Extracted data: Begin

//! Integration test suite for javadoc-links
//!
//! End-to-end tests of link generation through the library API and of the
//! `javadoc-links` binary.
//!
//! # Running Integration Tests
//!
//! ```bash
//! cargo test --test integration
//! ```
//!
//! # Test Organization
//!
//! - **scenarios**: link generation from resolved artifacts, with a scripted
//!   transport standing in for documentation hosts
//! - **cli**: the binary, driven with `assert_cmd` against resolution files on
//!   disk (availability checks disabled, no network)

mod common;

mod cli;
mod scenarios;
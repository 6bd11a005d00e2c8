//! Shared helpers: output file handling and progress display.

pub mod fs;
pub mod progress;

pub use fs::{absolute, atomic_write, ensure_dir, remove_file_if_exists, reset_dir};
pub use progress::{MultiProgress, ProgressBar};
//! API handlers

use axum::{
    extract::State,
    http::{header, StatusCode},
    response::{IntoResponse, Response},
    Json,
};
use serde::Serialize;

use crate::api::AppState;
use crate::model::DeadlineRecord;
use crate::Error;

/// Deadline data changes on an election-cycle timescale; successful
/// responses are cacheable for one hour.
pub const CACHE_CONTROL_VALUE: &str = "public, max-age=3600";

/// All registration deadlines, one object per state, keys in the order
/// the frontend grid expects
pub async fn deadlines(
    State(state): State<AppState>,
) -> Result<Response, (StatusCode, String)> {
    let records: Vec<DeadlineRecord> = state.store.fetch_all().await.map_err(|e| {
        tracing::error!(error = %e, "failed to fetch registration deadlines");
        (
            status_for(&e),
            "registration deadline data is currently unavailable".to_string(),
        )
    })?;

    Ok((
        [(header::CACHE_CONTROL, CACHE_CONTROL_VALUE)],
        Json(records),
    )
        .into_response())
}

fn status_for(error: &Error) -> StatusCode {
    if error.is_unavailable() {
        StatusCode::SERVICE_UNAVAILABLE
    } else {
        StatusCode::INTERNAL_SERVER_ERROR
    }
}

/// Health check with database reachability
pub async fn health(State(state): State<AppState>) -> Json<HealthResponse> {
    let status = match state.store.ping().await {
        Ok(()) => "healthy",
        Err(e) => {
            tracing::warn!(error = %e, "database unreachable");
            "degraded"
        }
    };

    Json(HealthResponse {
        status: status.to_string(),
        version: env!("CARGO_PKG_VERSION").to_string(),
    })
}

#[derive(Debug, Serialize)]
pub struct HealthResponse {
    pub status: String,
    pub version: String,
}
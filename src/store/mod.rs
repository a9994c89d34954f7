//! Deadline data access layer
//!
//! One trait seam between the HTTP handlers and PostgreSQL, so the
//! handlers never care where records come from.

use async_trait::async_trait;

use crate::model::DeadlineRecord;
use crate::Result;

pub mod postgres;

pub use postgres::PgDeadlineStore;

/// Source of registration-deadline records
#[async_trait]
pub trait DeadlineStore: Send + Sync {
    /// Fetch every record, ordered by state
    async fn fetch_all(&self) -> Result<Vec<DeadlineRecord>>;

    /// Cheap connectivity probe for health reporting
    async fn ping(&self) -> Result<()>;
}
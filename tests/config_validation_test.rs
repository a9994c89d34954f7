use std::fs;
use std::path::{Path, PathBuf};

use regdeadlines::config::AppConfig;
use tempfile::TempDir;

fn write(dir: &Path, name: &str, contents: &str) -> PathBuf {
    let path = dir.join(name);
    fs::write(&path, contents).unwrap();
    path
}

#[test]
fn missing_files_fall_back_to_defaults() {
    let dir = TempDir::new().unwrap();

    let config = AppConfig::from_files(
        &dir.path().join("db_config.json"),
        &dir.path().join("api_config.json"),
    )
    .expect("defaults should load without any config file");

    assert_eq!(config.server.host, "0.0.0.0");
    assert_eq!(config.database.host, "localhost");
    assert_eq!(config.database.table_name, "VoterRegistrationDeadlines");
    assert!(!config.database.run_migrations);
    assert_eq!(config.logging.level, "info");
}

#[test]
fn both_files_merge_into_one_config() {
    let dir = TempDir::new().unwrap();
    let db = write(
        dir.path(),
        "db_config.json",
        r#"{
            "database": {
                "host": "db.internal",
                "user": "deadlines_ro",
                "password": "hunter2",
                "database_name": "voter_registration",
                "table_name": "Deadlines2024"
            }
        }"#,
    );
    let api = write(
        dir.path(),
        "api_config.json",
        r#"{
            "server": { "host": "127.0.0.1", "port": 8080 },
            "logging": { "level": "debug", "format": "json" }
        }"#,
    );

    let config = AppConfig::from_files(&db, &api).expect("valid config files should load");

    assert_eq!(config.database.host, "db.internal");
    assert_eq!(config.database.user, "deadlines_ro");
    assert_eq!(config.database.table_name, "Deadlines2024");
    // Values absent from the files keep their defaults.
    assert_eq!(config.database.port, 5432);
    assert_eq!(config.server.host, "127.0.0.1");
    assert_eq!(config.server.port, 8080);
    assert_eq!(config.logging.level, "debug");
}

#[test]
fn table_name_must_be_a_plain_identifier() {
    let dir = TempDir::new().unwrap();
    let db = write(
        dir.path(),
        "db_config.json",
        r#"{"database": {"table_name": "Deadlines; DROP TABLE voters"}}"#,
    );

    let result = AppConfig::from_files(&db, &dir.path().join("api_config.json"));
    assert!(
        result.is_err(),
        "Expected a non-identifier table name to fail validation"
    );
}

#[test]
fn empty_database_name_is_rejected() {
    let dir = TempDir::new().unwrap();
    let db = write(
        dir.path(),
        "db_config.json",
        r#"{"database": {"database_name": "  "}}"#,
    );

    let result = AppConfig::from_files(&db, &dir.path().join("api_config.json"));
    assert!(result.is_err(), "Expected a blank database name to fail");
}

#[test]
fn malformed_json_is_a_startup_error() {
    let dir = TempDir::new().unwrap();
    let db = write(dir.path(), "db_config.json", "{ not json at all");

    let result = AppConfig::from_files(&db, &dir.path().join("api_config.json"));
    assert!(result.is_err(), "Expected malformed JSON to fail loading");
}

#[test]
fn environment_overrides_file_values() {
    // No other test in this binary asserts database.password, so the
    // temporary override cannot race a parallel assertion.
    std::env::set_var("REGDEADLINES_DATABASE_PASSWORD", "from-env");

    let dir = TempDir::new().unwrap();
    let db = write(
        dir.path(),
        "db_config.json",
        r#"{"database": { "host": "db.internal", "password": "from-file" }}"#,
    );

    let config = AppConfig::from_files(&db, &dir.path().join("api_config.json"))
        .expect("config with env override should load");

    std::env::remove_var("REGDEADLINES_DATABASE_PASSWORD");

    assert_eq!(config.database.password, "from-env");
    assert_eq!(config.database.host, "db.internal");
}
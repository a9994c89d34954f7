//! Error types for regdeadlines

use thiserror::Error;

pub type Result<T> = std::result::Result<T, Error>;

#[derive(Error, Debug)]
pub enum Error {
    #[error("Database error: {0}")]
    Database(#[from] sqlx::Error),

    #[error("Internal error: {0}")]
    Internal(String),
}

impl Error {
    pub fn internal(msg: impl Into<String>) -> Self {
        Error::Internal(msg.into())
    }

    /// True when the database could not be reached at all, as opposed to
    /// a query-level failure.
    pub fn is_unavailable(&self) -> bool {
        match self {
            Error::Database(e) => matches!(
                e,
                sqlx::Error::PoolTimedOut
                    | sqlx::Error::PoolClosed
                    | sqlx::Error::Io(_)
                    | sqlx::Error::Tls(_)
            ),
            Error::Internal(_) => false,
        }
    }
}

Extracted data: End

[Exercise directions] Each line from the top of the data, up to and including the line that contains "with a scripted", should be set down exactly.

[Your response]
//! Integration test suite for javadoc-links
//!
//! End-to-end tests of link generation through the library API and of the
//! `javadoc-links` binary.
//!
//! # Running Integration Tests
//!
//! ```bash
//! cargo test --test integration
//! ```
//!
//! # Test Organization
//!
//! - **scenarios**: link generation from resolved artifacts, with a scripted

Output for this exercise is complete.